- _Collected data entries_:
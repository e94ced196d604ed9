use clap::{Parser, Subcommand};

use crate::config::{DEFAULT_GATEWAY_BIN, ENV_GATEWAY_BIN};

#[derive(Parser)]
#[command(
    name = "mylobster-sandbox",
    version,
    about = "Container bootstrap for the MyLobster gateway"
)]
pub struct Cli {
    /// Defaults to `start`.
    #[command(subcommand)]
    pub command: Option<Commands>,
    /// Gateway executable.
    #[arg(long, global = true, env = ENV_GATEWAY_BIN, default_value = DEFAULT_GATEWAY_BIN)]
    pub gateway_bin: String,
    /// Emit logs as JSON lines.
    #[arg(long, global = true)]
    pub json_logs: bool,
}

impl Cli {
    pub fn command(&self) -> &Commands {
        self.command.as_ref().unwrap_or(&Commands::Start)
    }
}

#[derive(Subcommand, Debug, PartialEq, Eq)]
pub enum Commands {
    /// Mount storage, sync the config, then exec the gateway.
    Start,
    /// Inspect or synchronize the gateway config.
    Config(ConfigOpts),
    /// Print the gateway command line `start` would exec.
    LaunchArgs,
}

#[derive(clap::Args, Debug, PartialEq, Eq)]
pub struct ConfigOpts {
    #[command(subcommand)]
    pub action: ConfigAction,
}

#[derive(Subcommand, Debug, PartialEq, Eq)]
pub enum ConfigAction {
    /// Create the config if missing and merge the environment into it.
    Sync,
    /// Print the merged config without writing it.
    Show,
}

#[cfg(test)]
mod tests {
    use super::*;

    #[test]
    fn no_subcommand_means_start() {
        let cli = Cli::try_parse_from(["mylobster-sandbox"]).unwrap();
        assert_eq!(cli.command(), &Commands::Start);
        assert!(!cli.json_logs);
    }

    #[test]
    fn gateway_bin_before_or_after_subcommand() {
        let cli =
            Cli::try_parse_from(["mylobster-sandbox", "--gateway-bin", "/usr/bin/gw"]).unwrap();
        assert_eq!(cli.gateway_bin, "/usr/bin/gw");
        assert_eq!(cli.command(), &Commands::Start);

        let cli = Cli::try_parse_from(["mylobster-sandbox", "launch-args", "--gateway-bin", "gw"])
            .unwrap();
        assert_eq!(cli.gateway_bin, "gw");
        assert_eq!(cli.command(), &Commands::LaunchArgs);
    }

    #[test]
    fn config_show_parses() {
        let cli =
            Cli::try_parse_from(["mylobster-sandbox", "--json-logs", "config", "show"]).unwrap();
        assert!(cli.json_logs);
        assert_eq!(
            cli.command(),
            &Commands::Config(ConfigOpts {
                action: ConfigAction::Show
            })
        );
    }
}
//! Gateway handoff.
//!
//! The last stage of the bootstrap: clear stale locks, build the gateway
//! command line, and replace this process with the gateway.

use crate::config::{DEFAULT_BIND_MODE, DEFAULT_GATEWAY_PORT};
use crate::error::{BootstrapError, Result};
use nix::unistd::execvp;
use std::convert::Infallible;
use std::ffi::CString;
use std::path::PathBuf;
use tracing::{debug, info, warn};

/// The exact command the bootstrap hands the process over to.
#[derive(Clone, PartialEq, Eq)]
pub struct GatewayInvocation {
    pub program: String,
    pub args: Vec<String>,
}

impl GatewayInvocation {
    /// Build the gateway command line.
    ///
    /// With a token the gateway uses static token auth; without one it
    /// falls back to device pairing.
    pub fn new(program: &str, token: Option<&str>) -> Self {
        let mut args = vec![
            "gateway".to_string(),
            "--port".to_string(),
            DEFAULT_GATEWAY_PORT.to_string(),
            "--verbose".to_string(),
            "--allow-unconfigured".to_string(),
            "--bind".to_string(),
            DEFAULT_BIND_MODE.to_string(),
        ];
        if let Some(token) = token.filter(|t| !t.is_empty()) {
            args.push("--token".to_string());
            args.push(token.to_string());
        }
        Self {
            program: program.to_string(),
            args,
        }
    }

    pub fn uses_token(&self) -> bool {
        self.args.iter().any(|a| a == "--token")
    }

    /// Arguments with the token value masked, safe to log or print.
    pub fn redacted_args(&self) -> Vec<String> {
        let mut out = Vec::with_capacity(self.args.len());
        let mut mask_next = false;
        for arg in &self.args {
            if mask_next {
                out.push("<redacted>".to_string());
                mask_next = false;
            } else {
                mask_next = arg == "--token";
                out.push(arg.clone());
            }
        }
        out
    }
}

impl std::fmt::Debug for GatewayInvocation {
    fn fmt(&self, f: &mut std::fmt::Formatter<'_>) -> std::fmt::Result {
        f.debug_struct("GatewayInvocation")
            .field("program", &self.program)
            .field("args", &self.redacted_args())
            .finish()
    }
}

/// Remove leftover gateway lock files. Missing files are fine.
pub fn remove_stale_locks(lock_files: &[PathBuf]) {
    for lock in lock_files {
        match std::fs::remove_file(lock) {
            Ok(()) => info!("Removed stale lock {}", lock.display()),
            Err(e) if e.kind() == std::io::ErrorKind::NotFound => {
                debug!("No lock at {}", lock.display());
            }
            Err(e) => warn!("Failed to remove lock {}: {e}", lock.display()),
        }
    }
}

/// Replace the current process with the gateway.
///
/// Only returns on failure.
pub fn exec_gateway(invocation: &GatewayInvocation) -> Result<Infallible> {
    let program = to_cstring(&invocation.program, "gateway program")?;
    let mut argv = Vec::with_capacity(invocation.args.len() + 1);
    argv.push(program.clone());
    for arg in &invocation.args {
        argv.push(to_cstring(arg, "gateway argument")?);
    }

    info!(
        program = %invocation.program,
        args = ?invocation.redacted_args(),
        auth = if invocation.uses_token() { "token" } else { "pairing" },
        "Handing off to gateway"
    );

    execvp(&program, argv.as_slice()).map_err(|source| BootstrapError::Exec {
        program: invocation.program.clone(),
        source,
    })
}

fn to_cstring(value: &str, what: &str) -> Result<CString> {
    CString::new(value).map_err(|_| BootstrapError::InvalidArgument(what.to_string()))
}
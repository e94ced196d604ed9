use super::io::{resolve_write_target, write_atomic};
use super::types::DefaultDocument;
use crate::error::{BootstrapError, Result};
use std::path::Path;
use tracing::info;

/// How the config file came to exist before merging.
#[derive(Debug, Clone, Copy, PartialEq, Eq)]
pub enum ConfigOrigin {
    /// A config file was already present (persisted from an earlier run).
    Existing,
    /// Copied from the template file.
    Template,
    /// Written from the built-in default document.
    Default,
}

/// Make sure a config file exists at `config_file`.
///
/// An existing file is never touched. Otherwise the template is copied if
/// present, falling back to [`DefaultDocument`]. A dangling symlink at
/// `config_file` is kept and its target is created.
pub fn ensure_config_file(config_file: &Path, template_file: &Path) -> Result<ConfigOrigin> {
    if std::fs::symlink_metadata(resolve_write_target(config_file)).is_ok() {
        info!("Using existing config at {}", config_file.display());
        return Ok(ConfigOrigin::Existing);
    }

    if template_file.is_file() {
        let template = std::fs::read(template_file)
            .map_err(|e| BootstrapError::io(template_file, e))?;
        write_atomic(config_file, &template)?;
        info!(
            "Initialized config from template {}",
            template_file.display()
        );
        return Ok(ConfigOrigin::Template);
    }

    let mut content = serde_json::to_string_pretty(&DefaultDocument::default())?;
    content.push('\n');
    write_atomic(config_file, content.as_bytes())?;
    info!("No config or template found, wrote default config");
    Ok(ConfigOrigin::Default)
}

#[cfg(test)]
mod tests {
    use super::*;
    use serde_json::Value;
    use std::fs;
    use tempfile::TempDir;

    #[test]
    fn existing_file_is_left_alone() {
        let dir = TempDir::new().unwrap();
        let config = dir.path().join("mylobster.json");
        let template = dir.path().join("template.json");
        fs::write(&config, "{\"custom\": true}").unwrap();
        fs::write(&template, "{\"fromTemplate\": true}").unwrap();

        let origin = ensure_config_file(&config, &template).unwrap();
        assert_eq!(origin, ConfigOrigin::Existing);
        assert_eq!(fs::read_to_string(&config).unwrap(), "{\"custom\": true}");
    }

    #[test]
    fn template_is_copied_verbatim() {
        let dir = TempDir::new().unwrap();
        let config = dir.path().join("cfg").join("mylobster.json");
        let template = dir.path().join("template.json");
        fs::write(&template, "{ fromTemplate: true }").unwrap();

        let origin = ensure_config_file(&config, &template).unwrap();
        assert_eq!(origin, ConfigOrigin::Template);
        assert_eq!(fs::read_to_string(&config).unwrap(), "{ fromTemplate: true }");
    }

    #[test]
    fn default_written_without_template() {
        let dir = TempDir::new().unwrap();
        let config = dir.path().join("mylobster.json");

        let origin = ensure_config_file(&config, &dir.path().join("missing")).unwrap();
        assert_eq!(origin, ConfigOrigin::Default);

        let written: Value = serde_json::from_str(&fs::read_to_string(&config).unwrap()).unwrap();
        assert_eq!(written["gateway"]["port"], 18789);
        assert_eq!(written["gateway"]["mode"], "local");
        assert_eq!(written["agents"]["defaults"]["workspace"], "/root/mylobster");
    }

    #[test]
    fn dangling_symlink_is_seeded_through() {
        let dir = TempDir::new().unwrap();
        let real = dir.path().join("bucket").join("mylobster.json");
        let config = dir.path().join("mylobster.json");
        std::os::unix::fs::symlink(&real, &config).unwrap();

        let origin = ensure_config_file(&config, &dir.path().join("missing")).unwrap();

        assert_eq!(origin, ConfigOrigin::Default);
        assert!(fs::symlink_metadata(&config).unwrap().file_type().is_symlink());
        assert!(real.is_file());
        assert_eq!(
            ensure_config_file(&config, &dir.path().join("missing")).unwrap(),
            ConfigOrigin::Existing
        );
    }
}
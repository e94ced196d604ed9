use anyhow::Context;
use clap::Parser;
use mylobster_sandbox::bootstrap::{self, BootstrapOutcome};
use mylobster_sandbox::cli::{Cli, Commands, ConfigAction};
use mylobster_sandbox::config::{sync_config, BootstrapSettings, EnvSnapshot, MOUNT_BIN};
use mylobster_sandbox::infra::probe::SystemProbe;
use mylobster_sandbox::launcher::{exec_gateway, GatewayInvocation};
use mylobster_sandbox::logging;
use mylobster_sandbox::storage::S3fsRunner;
use tracing::info;

#[tokio::main]
async fn main() -> anyhow::Result<()> {
    dotenvy::dotenv().ok();

    let cli = Cli::parse();
    logging::init(cli.json_logs);

    let env = EnvSnapshot::from_process();
    let settings = BootstrapSettings {
        gateway_bin: cli.gateway_bin.clone(),
        ..BootstrapSettings::default()
    };

    match cli.command() {
        Commands::Start => start(&settings, &env).await?,
        Commands::Config(opts) => match opts.action {
            ConfigAction::Sync => {
                let sync = sync_config(&settings.paths, &env, true)
                    .context("Failed to synchronize config")?;
                info!(
                    changed = sync.changed(),
                    "Config written to {}",
                    settings.paths.config_file.display()
                );
            }
            ConfigAction::Show => {
                let sync = sync_config(&settings.paths, &env, false)
                    .context("Failed to build config")?;
                println!("{}", serde_json::to_string_pretty(&sync.document)?);
            }
        },
        Commands::LaunchArgs => {
            let invocation = GatewayInvocation::new(&settings.gateway_bin, env.gateway_token());
            println!("{} {}", invocation.program, invocation.redacted_args().join(" "));
        }
    }

    Ok(())
}

async fn start(settings: &BootstrapSettings, env: &EnvSnapshot) -> anyhow::Result<()> {
    let probe = SystemProbe::new(&settings.gateway_bin);
    let runner = S3fsRunner::new(MOUNT_BIN);

    match bootstrap::prepare(settings, env, &probe, &runner).await {
        BootstrapOutcome::AlreadyRunning => Ok(()),
        BootstrapOutcome::Ready { invocation, .. } => {
            let err = match exec_gateway(&invocation) {
                Ok(never) => match never {},
                Err(e) => e,
            };
            Err::<(), _>(err)
                .with_context(|| format!("Failed to start gateway '{}'", invocation.program))
        }
    }
}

- _The task_:
Copy every line of the records above that contains "real".

- _Expected output_:
        let real = dir.path().join("bucket").join("mylobster.json");
        std::os::unix::fs::symlink(&real, &config).unwrap();
        assert!(real.is_file());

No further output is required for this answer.